Les processus de vieillissement humains peuvent gêner le développement du cancer, découvertes d'étude

Une étude neuve, publiée en cellule vieillissante, a constaté que les processus de vieillissement humains peuvent gêner le développement du cancer.

Le vieillissement est un du plus grand facteur de risque pour le cancer. Cependant, les mécanismes biologiques derrière cette tige sont encore peu clairs.

Chaque cellule au corps humain est spécialisée pour effectuer certaines tâches et devra seulement exprimer certains gènes. L'expression du gène est le procédé par lequel des gènes spécifiques sont activés pour produire une protéine exigée.

Des analyses de l'expression des gènes ont été employées pour étudier le cancer et le vieillissement, mais seulement quelques études ont vérifié la relation entre les changements d'expression du gène de ces deux procédés.

Dans un effort pour comprendre mieux les chercheurs de mécanismes biologiques de l'université de la génomique intégratrice de Liverpool de la catégorie d'âge, aboutie par M. Joao Pedro De Magalhaes, comparés comment gènes différentiel exprimés avec l'âge et gènes différentiel exprimés en cancer parmi neuf tissus humains.

Normalement, une cellule saine peut se diviser d'une façon réglée. En revanche, les cellules sénescentes ou « dormantes » ont détruit leur capacité de se diviser. Pendant que nous vieillissons, le nombre de cellules sénescentes dans nos fuselages augmentent, qui pilotent alors beaucoup de procédés et de maladies relatifs à l'âge.

Les mutations génétiques déclenchées par des choses telles que l'exposition aux UV peuvent parfois faire reproduire des cellules incontrôlablement -- et la croissance des cellules excessive est cancer. Les cellules peuvent souvent trouver ces mutations et dans la réaction pour aller dormir pour les arrêter se divisant.

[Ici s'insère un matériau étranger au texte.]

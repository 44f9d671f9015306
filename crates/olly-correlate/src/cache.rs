//! Read-through context cache
//!
//! Contexts are derived views, so entries only need a TTL and a size bound.
//! Nothing here is authoritative.

use dashmap::DashMap;
use olly_core::context::CorrelatedContext;
use std::sync::atomic::{AtomicU64, Ordering};
use std::sync::Arc;
use std::time::Duration;
use tokio::time::Instant;

struct CacheEntry {
    context: Arc<CorrelatedContext>,
    inserted: Instant,
}

/// TTL cache keyed by correlation identity key
pub struct ContextCache {
    entries: DashMap<String, CacheEntry>,
    ttl: Duration,
    max_entries: usize,
    hits: AtomicU64,
    misses: AtomicU64,
}

impl ContextCache {
    pub fn new(ttl: Duration, max_entries: usize) -> Self {
        Self {
            entries: DashMap::new(),
            ttl,
            max_entries,
            hits: AtomicU64::new(0),
            misses: AtomicU64::new(0),
        }
    }

    /// Fresh entry for `key`; expired entries are removed on the way
    pub fn get(&self, key: &str) -> Option<Arc<CorrelatedContext>> {
        let fresh = self.entries.get(key).and_then(|entry| {
            (entry.inserted.elapsed() < self.ttl).then(|| Arc::clone(&entry.context))
        });

        match fresh {
            Some(context) => {
                self.hits.fetch_add(1, Ordering::Relaxed);
                Some(context)
            }
            None => {
                self.entries.remove_if(key, |_, e| e.inserted.elapsed() >= self.ttl);
                self.misses.fetch_add(1, Ordering::Relaxed);
                None
            }
        }
    }

    pub fn insert(&self, key: impl Into<String>, context: Arc<CorrelatedContext>) {
        if self.max_entries == 0 || self.ttl.is_zero() {
            return;
        }
        let key = key.into();

        if !self.entries.contains_key(&key) && self.entries.len() >= self.max_entries {
            self.evict();
        }

        self.entries.insert(
            key,
            CacheEntry {
                context,
                inserted: Instant::now(),
            },
        );
    }

    /// Drop expired entries, then the oldest one if still full
    fn evict(&self) {
        self.entries.retain(|_, e| e.inserted.elapsed() < self.ttl);
        if self.entries.len() < self.max_entries {
            return;
        }

        let oldest = self
            .entries
            .iter()
            .min_by_key(|e| e.value().inserted)
            .map(|e| e.key().clone());
        if let Some(key) = oldest {
            self.entries.remove(&key);
        }
    }

    pub fn invalidate(&self, key: &str) -> bool {
        self.entries.remove(key).is_some()
    }

    pub fn clear(&self) {
        self.entries.clear();
    }

    pub fn len(&self) -> usize {
        self.entries.len()
    }

    pub fn is_empty(&self) -> bool {
        self.entries.is_empty()
    }

    pub fn hits(&self) -> u64 {
        self.hits.load(Ordering::Relaxed)
    }

    pub fn misses(&self) -> u64 {
        self.misses.load(Ordering::Relaxed)
    }
}
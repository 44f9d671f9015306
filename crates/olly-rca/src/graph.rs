//! Service dependency graph
//!
//! Directed caller -> callee graph built from the dependency edges of one
//! context. Every service that emitted any record is a node, even without
//! edges.

use olly_core::context::CorrelatedContext;
use std::collections::{BTreeMap, BTreeSet};

#[derive(Debug, Clone, Default)]
pub struct ServiceGraph {
    nodes: BTreeSet<String>,
    /// caller -> callees
    callees: BTreeMap<String, BTreeSet<String>>,
    /// callee -> callers
    callers: BTreeMap<String, BTreeSet<String>>,
}

impl ServiceGraph {
    pub fn from_context(ctx: &CorrelatedContext) -> Self {
        let mut graph = Self::default();
        for service in &ctx.summary.services {
            graph.nodes.insert(service.clone());
        }
        for edge in &ctx.dependencies {
            graph.add_edge(&edge.source, &edge.target);
        }
        graph
    }

    pub fn add_edge(&mut self, source: &str, target: &str) {
        self.nodes.insert(source.to_string());
        self.nodes.insert(target.to_string());
        self.callees
            .entry(source.to_string())
            .or_default()
            .insert(target.to_string());
        self.callers
            .entry(target.to_string())
            .or_default()
            .insert(source.to_string());
    }

    pub fn services(&self) -> impl Iterator<Item = &str> {
        self.nodes.iter().map(String::as_str)
    }

    pub fn len(&self) -> usize {
        self.nodes.len()
    }

    pub fn is_empty(&self) -> bool {
        self.nodes.is_empty()
    }

    /// Direct callers of `service`
    pub fn callers(&self, service: &str) -> Vec<&str> {
        self.callers
            .get(service)
            .map(|s| s.iter().map(String::as_str).collect())
            .unwrap_or_default()
    }

    /// Direct callees of `service`
    pub fn callees(&self, service: &str) -> Vec<&str> {
        self.callees
            .get(service)
            .map(|s| s.iter().map(String::as_str).collect())
            .unwrap_or_default()
    }

    /// Whether an edge joins the two services in either direction
    pub fn connected(&self, a: &str, b: &str) -> bool {
        let has = |from: &str, to: &str| self.callees.get(from).is_some_and(|c| c.contains(to));
        has(a, b) || has(b, a)
    }

    pub fn edge_count(&self) -> usize {
        self.callees.values().map(BTreeSet::len).sum()
    }
}
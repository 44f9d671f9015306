//! Olly Enrich - correlation id stamping for the ingest pipeline
//!
//! - `authority`: resolves, derives and generates correlation ids
//! - `cardinality`: sliding-window distinct-value guard
//! - `normalize`: URL path templating and HTTP method folding
//! - `stage`: the batch processor that ties them together

pub mod authority;
pub mod cardinality;
pub mod clock;
pub mod normalize;
pub mod stage;

pub use authority::{IdAuthority, IdHints, Provenance, Resolution, ResolveOutcome};
pub use cardinality::{AttributeStats, CardinalityGuard, OVERFLOW_VALUE};
pub use clock::{Clock, ManualClock, SystemClock};
pub use stage::EnrichmentStage;
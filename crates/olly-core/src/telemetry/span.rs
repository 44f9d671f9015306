//! Span records

use super::Attributes;
use chrono::{DateTime, Duration, Utc};
use serde::{Deserialize, Serialize};

/// One operation within a trace
#[derive(Debug, Clone, PartialEq, Serialize, Deserialize)]
pub struct SpanRecord {
    /// Span start time
    pub timestamp: DateTime<Utc>,

    /// Emitting service
    pub service: String,

    #[serde(default, skip_serializing_if = "Option::is_none")]
    pub trace_id: Option<String>,

    #[serde(default, skip_serializing_if = "Option::is_none")]
    pub span_id: Option<String>,

    #[serde(default, skip_serializing_if = "Option::is_none")]
    pub parent_span_id: Option<String>,

    /// Operation name
    pub name: String,

    /// Duration in milliseconds
    #[serde(default)]
    pub duration_ms: f64,

    #[serde(default)]
    pub status: SpanStatus,

    #[serde(default, skip_serializing_if = "Option::is_none")]
    pub status_message: Option<String>,

    /// W3C baggage header (`key=value,key2=value2`)
    #[serde(default, skip_serializing_if = "Option::is_none")]
    pub baggage: Option<String>,

    #[serde(default, skip_serializing_if = "Attributes::is_empty")]
    pub attributes: Attributes,

    #[serde(default, skip_serializing_if = "Attributes::is_empty")]
    pub resource: Attributes,
}

impl SpanRecord {
    pub fn new(service: impl Into<String>, name: impl Into<String>, timestamp: DateTime<Utc>) -> Self {
        Self {
            timestamp,
            service: service.into(),
            trace_id: None,
            span_id: None,
            parent_span_id: None,
            name: name.into(),
            duration_ms: 0.0,
            status: SpanStatus::Unset,
            status_message: None,
            baggage: None,
            attributes: Attributes::new(),
            resource: Attributes::new(),
        }
    }

    pub fn is_error(&self) -> bool {
        self.status == SpanStatus::Error
    }

    /// Start time plus duration
    pub fn end_time(&self) -> DateTime<Utc> {
        self.timestamp + Duration::microseconds((self.duration_ms * 1000.0).round() as i64)
    }
}

/// Span status
#[derive(Debug, Clone, Copy, Default, PartialEq, Eq, Serialize, Deserialize)]
#[serde(rename_all = "snake_case")]
pub enum SpanStatus {
    #[default]
    Unset,
    Ok,
    Error,
}
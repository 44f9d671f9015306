//! Identifier authority
//!
//! Decides which correlation id a record belongs to. Resolution order:
//!
//! 1. an id the record already carries under the configured attribute
//! 2. the configured baggage member
//! 3. a known header name carried as an attribute (resource first)
//! 4. a JSON log body field
//! 5. derivation from the trace id
//! 6. random generation
//!
//! Derivation is a pure function of the trace id, so replicas that never talk
//! to each other agree on the id for every span of a trace.

use crate::clock::{Clock, SystemClock};
use olly_core::config::CorrelationSettings;
use olly_core::correlation_id::{validate, CorrelationId, IdSource, ValidationError};
use olly_core::telemetry::{Attributes, SignalKind, TelemetryRecord};
use sha2::{Digest, Sha256};
use std::sync::Arc;
use tracing::warn;

/// Log body keys searched for an id, after the configured attribute name
const BODY_KEYS: &[&str] = &["correlation_id", "correlationId", "request_id", "requestId"];

/// Where a resolved id came from
#[derive(Debug, Clone, Copy, PartialEq, Eq)]
pub enum Provenance {
    /// Already present on the record
    Existing,
    Baggage,
    Header,
    Body,
    Derived,
    Generated,
}

/// A resolved id
#[derive(Debug, Clone, PartialEq, Eq)]
pub struct Resolution {
    pub id: CorrelationId,
    pub provenance: Provenance,
    /// The carried value had to be sanitized
    pub sanitized: bool,
}

/// Outcome of resolving a record
#[derive(Debug, Clone, PartialEq, Eq)]
pub enum ResolveOutcome {
    Resolved(Resolution),
    /// A pipeline-produced id failed validation and was discarded
    Rejected(ValidationError),
    /// Nothing to go on and generation is disabled
    Unresolved,
}

/// Explicit hints carried alongside a record
#[derive(Debug, Default)]
pub struct IdHints<'a> {
    /// W3C baggage header
    pub baggage: Option<&'a str>,
    /// Attribute maps in lookup order
    pub attributes: Vec<&'a Attributes>,
    /// Parsed JSON log body
    pub body: Option<serde_json::Map<String, serde_json::Value>>,
    /// Whether a random id may be generated
    pub allow_generate: bool,
}

/// Generates, derives and validates correlation ids
pub struct IdAuthority {
    settings: CorrelationSettings,
    clock: Arc<dyn Clock>,
}

impl IdAuthority {
    pub fn new(settings: CorrelationSettings) -> Self {
        Self::with_clock(settings, Arc::new(SystemClock))
    }

    pub fn with_clock(settings: CorrelationSettings, clock: Arc<dyn Clock>) -> Self {
        Self { settings, clock }
    }

    pub fn settings(&self) -> &CorrelationSettings {
        &self.settings
    }

    /// Deterministic id for a trace
    pub fn derive(&self, trace_id: &str) -> Result<CorrelationId, ValidationError> {
        let digest = Sha256::digest(trace_id.as_bytes());
        let suffix = hex::encode(&digest[..4]);
        CorrelationId::compose(&self.settings.id_prefix, self.clock.now_millis(), &suffix)
    }

    /// Fresh random id
    pub fn generate(&self) -> Result<CorrelationId, ValidationError> {
        let random = uuid::Uuid::new_v4();
        let suffix = hex::encode(&random.as_bytes()[..4]);
        CorrelationId::compose(&self.settings.id_prefix, self.clock.now_millis(), &suffix)
    }

    /// Resolve the id for one record
    pub fn resolve(&self, record: &TelemetryRecord) -> ResolveOutcome {
        let body = match record {
            TelemetryRecord::Log(log) if self.settings.search_log_body => log.json_body(),
            _ => None,
        };

        // A point with no trace context would only get an id nothing else shares
        let allow_generate = record.kind() != SignalKind::Metric;

        let trace_id = record.trace_id().or_else(|| match record {
            TelemetryRecord::Metric(m) => m.exemplar.as_ref().map(|e| e.trace_id.as_str()),
            _ => None,
        });

        let hints = IdHints {
            baggage: record.baggage(),
            attributes: vec![record.resource(), record.attributes()],
            body,
            allow_generate,
        };

        self.derive_with_hints(trace_id, &hints)
    }

    /// Resolve from a trace id and explicit hints
    pub fn derive_with_hints(&self, trace_id: Option<&str>, hints: &IdHints<'_>) -> ResolveOutcome {
        let name = self.settings.attribute_name.as_str();

        for attrs in &hints.attributes {
            if let Some(raw) = attrs.get(name) {
                if let Some(resolution) = self.accept_external(raw, Provenance::Existing) {
                    return ResolveOutcome::Resolved(resolution);
                }
            }
        }

        if self.settings.extract_from_baggage {
            if let Some(raw) = hints.baggage.and_then(|b| baggage_member(b, &self.settings.baggage_key)) {
                if let Some(resolution) = self.accept_external(raw, Provenance::Baggage) {
                    return ResolveOutcome::Resolved(resolution);
                }
            }
        }

        for attrs in &hints.attributes {
            if let Some(raw) = self.header_value(attrs) {
                if let Some(resolution) = self.accept_external(raw, Provenance::Header) {
                    return ResolveOutcome::Resolved(resolution);
                }
            }
        }

        if let Some(body) = &hints.body {
            let found = std::iter::once(name)
                .chain(BODY_KEYS.iter().copied())
                .find_map(|key| body.get(key).and_then(|v| v.as_str()));
            if let Some(raw) = found {
                if let Some(resolution) = self.accept_external(raw, Provenance::Body) {
                    return ResolveOutcome::Resolved(resolution);
                }
            }
        }

        if self.settings.derive_from_trace_id {
            if let Some(trace_id) = trace_id.filter(|t| !t.is_empty()) {
                return self.accept_internal(self.derive(trace_id), Provenance::Derived);
            }
        }

        if self.settings.generate_if_missing && hints.allow_generate {
            return self.accept_internal(self.generate(), Provenance::Generated);
        }

        ResolveOutcome::Unresolved
    }

    fn header_value<'a>(&self, attrs: &'a Attributes) -> Option<&'a str> {
        self.settings.header_names.iter().find_map(|header| {
            let lower = header.to_lowercase();
            attrs
                .get(header)
                .or_else(|| attrs.get(&lower))
                .or_else(|| attrs.get(&format!("http.request.header.{}", lower)))
                .map(String::as_str)
        })
    }

    fn accept_external(&self, raw: &str, provenance: Provenance) -> Option<Resolution> {
        match validate(raw, IdSource::External) {
            Ok(validated) => {
                let sanitized = validated.sanitized_from.is_some();
                if let Some(reason) = &validated.sanitized_from {
                    warn!(
                        "Sanitized correlation id from {:?}: {} (now {})",
                        provenance, reason, validated.id
                    );
                }
                // A sanitized value is a new id, so it is written back
                let provenance = match (provenance, sanitized) {
                    (Provenance::Existing, true) => Provenance::Header,
                    (p, _) => p,
                };
                Some(Resolution {
                    id: validated.id,
                    provenance,
                    sanitized,
                })
            }
            Err(e) => {
                warn!("Discarding unusable correlation id from {:?}: {}", provenance, e);
                None
            }
        }
    }

    fn accept_internal(&self, result: Result<CorrelationId, ValidationError>, provenance: Provenance) -> ResolveOutcome {
        match result {
            Ok(id) => ResolveOutcome::Resolved(Resolution {
                id,
                provenance,
                sanitized: false,
            }),
            Err(e) => {
                warn!("Rejected malformed {:?} correlation id: {}", provenance, e);
                ResolveOutcome::Rejected(e)
            }
        }
    }
}

/// Extract one member from a W3C baggage header
///
/// Members are comma separated `key=value` pairs; properties after `;` are
/// ignored.
pub fn baggage_member<'a>(baggage: &'a str, key: &str) -> Option<&'a str> {
    baggage.split(',').find_map(|member| {
        let member = member.split(';').next()?.trim();
        let (k, v) = member.split_once('=')?;
        if k.trim() == key {
            Some(v.trim()).filter(|v| !v.is_empty())
        } else {
            None
        }
    })
}

#[cfg(test)]
mod tests {
    use super::*;
    use crate::clock::ManualClock;
    use chrono::{Duration, TimeZone, Utc};
    use olly_core::telemetry::{LogRecord, MetricPoint, Severity, SpanRecord};

    const TRACE: &str = "4bf92f3577b34da6a3ce929d0e0e4736";

    fn clock() -> Arc<ManualClock> {
        Arc::new(ManualClock::new(Utc.with_ymd_and_hms(2026, 1, 1, 0, 0, 0).unwrap()))
    }

    fn authority() -> IdAuthority {
        IdAuthority::with_clock(CorrelationSettings::default(), clock())
    }

    fn span() -> TelemetryRecord {
        let mut span = SpanRecord::new("checkout", "POST /cart", Utc::now());
        span.trace_id = Some(TRACE.to_string());
        span.into()
    }

    fn resolved(outcome: ResolveOutcome) -> Resolution {
        match outcome {
            ResolveOutcome::Resolved(r) => r,
            other => panic!("expected resolution, got {:?}", other),
        }
    }

    #[test]
    fn test_derive_is_deterministic() {
        let a = authority().derive(TRACE).unwrap();
        let b = authority().derive(TRACE).unwrap();
        assert_eq!(a, b);

        let digest = Sha256::digest(TRACE.as_bytes());
        assert!(a.as_str().ends_with(&hex::encode(&digest[..4])));
        assert!(a.as_str().starts_with("olly-mjuohs00-"));

        let other = authority().derive("0af7651916cd43dd8448eb211c80319c").unwrap();
        assert_ne!(a, other);
    }

    #[test]
    fn test_derive_suffix_ignores_clock() {
        let clock = clock();
        let authority = IdAuthority::with_clock(CorrelationSettings::default(), clock.clone());
        let first = authority.derive(TRACE).unwrap();
        clock.advance(Duration::minutes(5));
        let later = authority.derive(TRACE).unwrap();
        assert_ne!(first, later);
        assert_eq!(first.identity_key("olly"), later.identity_key("olly"));
    }

    #[test]
    fn test_generate_format() {
        let id = authority().generate().unwrap();
        let parts: Vec<&str> = id.as_str().split('-').collect();
        assert_eq!(parts.len(), 3);
        assert_eq!(parts[0], "olly");
        assert_eq!(parts[2].len(), 8);
        assert!(parts[2].chars().all(|c| c.is_ascii_hexdigit()));
    }

    #[test]
    fn test_baggage_wins_over_header_and_trace() {
        let mut record = span();
        if let TelemetryRecord::Span(s) = &mut record {
            s.baggage = Some("tenant=acme, correlation_id=order-778;prop=1".to_string());
            s.attributes.insert("X-Request-ID".into(), "req-1".into());
        }
        let r = resolved(authority().resolve(&record));
        assert_eq!(r.id.as_str(), "order-778");
        assert_eq!(r.provenance, Provenance::Baggage);
    }

    #[test]
    fn test_header_variants() {
        let authority = authority();
        for key in ["X-Correlation-ID", "x-correlation-id", "http.request.header.x-request-id"] {
            let mut record = span();
            record.attributes_mut().insert(key.into(), "flow-9".into());
            let r = resolved(authority.resolve(&record));
            assert_eq!(r.id.as_str(), "flow-9", "header key {}", key);
            assert_eq!(r.provenance, Provenance::Header);
        }
    }

    #[test]
    fn test_resource_checked_before_record() {
        let mut record = span();
        record.resource_mut().insert("request-id".into(), "from-resource".into());
        record.attributes_mut().insert("request-id".into(), "from-record".into());
        assert_eq!(resolved(authority().resolve(&record)).id.as_str(), "from-resource");
    }

    #[test]
    fn test_existing_id_kept() {
        let mut record = span();
        record
            .attributes_mut()
            .insert("correlation_id".into(), "olly-abc-12345678".into());
        let r = resolved(authority().resolve(&record));
        assert_eq!(r.provenance, Provenance::Existing);
        assert_eq!(r.id.as_str(), "olly-abc-12345678");
    }

    #[test]
    fn test_existing_id_with_injection_is_sanitized() {
        let mut record = span();
        record
            .attributes_mut()
            .insert("correlation_id".into(), "olly-1'; DROP TABLE logs;--".into());
        let r = resolved(authority().resolve(&record));
        assert!(r.sanitized);
        assert_eq!(r.provenance, Provenance::Header);
        assert_eq!(r.id.as_str(), "olly-1DROPTABLElogs-");
        assert!(CorrelationId::parse(r.id.as_str()).is_ok());
    }

    #[test]
    fn test_log_body_lookup() {
        let log = LogRecord::new(
            "orders",
            Severity::Info,
            r#"{"msg":"reserved","requestId":"req-5521"}"#,
            Utc::now(),
        );
        let r = resolved(authority().resolve(&log.into()));
        assert_eq!(r.id.as_str(), "req-5521");
        assert_eq!(r.provenance, Provenance::Body);
    }

    #[test]
    fn test_generate_for_untraced_log_but_not_metric() {
        let log = LogRecord::new("edge", Severity::Info, "hello", Utc::now());
        let r = resolved(authority().resolve(&log.into()));
        assert_eq!(r.provenance, Provenance::Generated);

        let point = MetricPoint::new("db", "db.pool.wait_ms", 4.0, Utc::now());
        assert_eq!(authority().resolve(&point.into()), ResolveOutcome::Unresolved);
    }

    #[test]
    fn test_bad_prefix_is_rejected_not_raised() {
        let settings = CorrelationSettings {
            id_prefix: "bad prefix".to_string(),
            ..Default::default()
        };
        let authority = IdAuthority::with_clock(settings, clock());
        assert!(matches!(authority.resolve(&span()), ResolveOutcome::Rejected(_)));
    }

    #[test]
    fn test_baggage_member() {
        assert_eq!(baggage_member("a=1,correlation_id=x-1", "correlation_id"), Some("x-1"));
        assert_eq!(baggage_member(" correlation_id = x-2 ;ttl=3", "correlation_id"), Some("x-2"));
        assert_eq!(baggage_member("correlation_id=", "correlation_id"), None);
        assert_eq!(baggage_member("other=1", "correlation_id"), None);
    }
}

Les chercheurs ont constaté que dans la plupart des tissus examinés, le vieillissement et l'expression du gène de cancer « étonnant » ont changé dans le sens inverse. Ceux-ci les jeux superposants de gène ont été liés à plusieurs procédés, principalement à cycle cellulaire et au système immunitaire. D'ailleurs, la sénescence cellulaire a changé dans le même sens que le vieillissement et dans le sens inverse des signatures de cancer.

Les chercheurs croient que les changements du vieillissement et de la sénescence cellulaire pourraient associer à une diminution de prolifération cellulaire, alors que les modifications de cancer changent de vitesse vers une augmentation de la division cellulaire.

M. De Magalhaes, a dit :

Une des raisons que nos fuselages ont évolué pour avoir les cellules sénescentes est de supprimer des cancers. Mais d'autre part il semble que les cellules sénescentes s'accumulent en tissus humains âgés et peuvent contribuer au vieillissement et à la dégénérescence. D'une manière primordiale, notre travail conteste la vue traditionnelle au sujet de la relation entre le cancer et le vieillissement et propose que les processus de vieillissement puissent gêner le développement du cancer. Tandis que les mutations s'accumulent avec l'âge et sont le gestionnaire principal du cancer, les tissus vieillissants peuvent gêner la prolifération cellulaire et par conséquent le cancer. Ainsi vous avez ces deux forces opposées, mutations pilotant le cancer et la dégénérescence de tissu le gênant. Ceci peut expliquer pourquoi très aux âges avancés l'incidence du cancer se stabilise et peut même se baisser. »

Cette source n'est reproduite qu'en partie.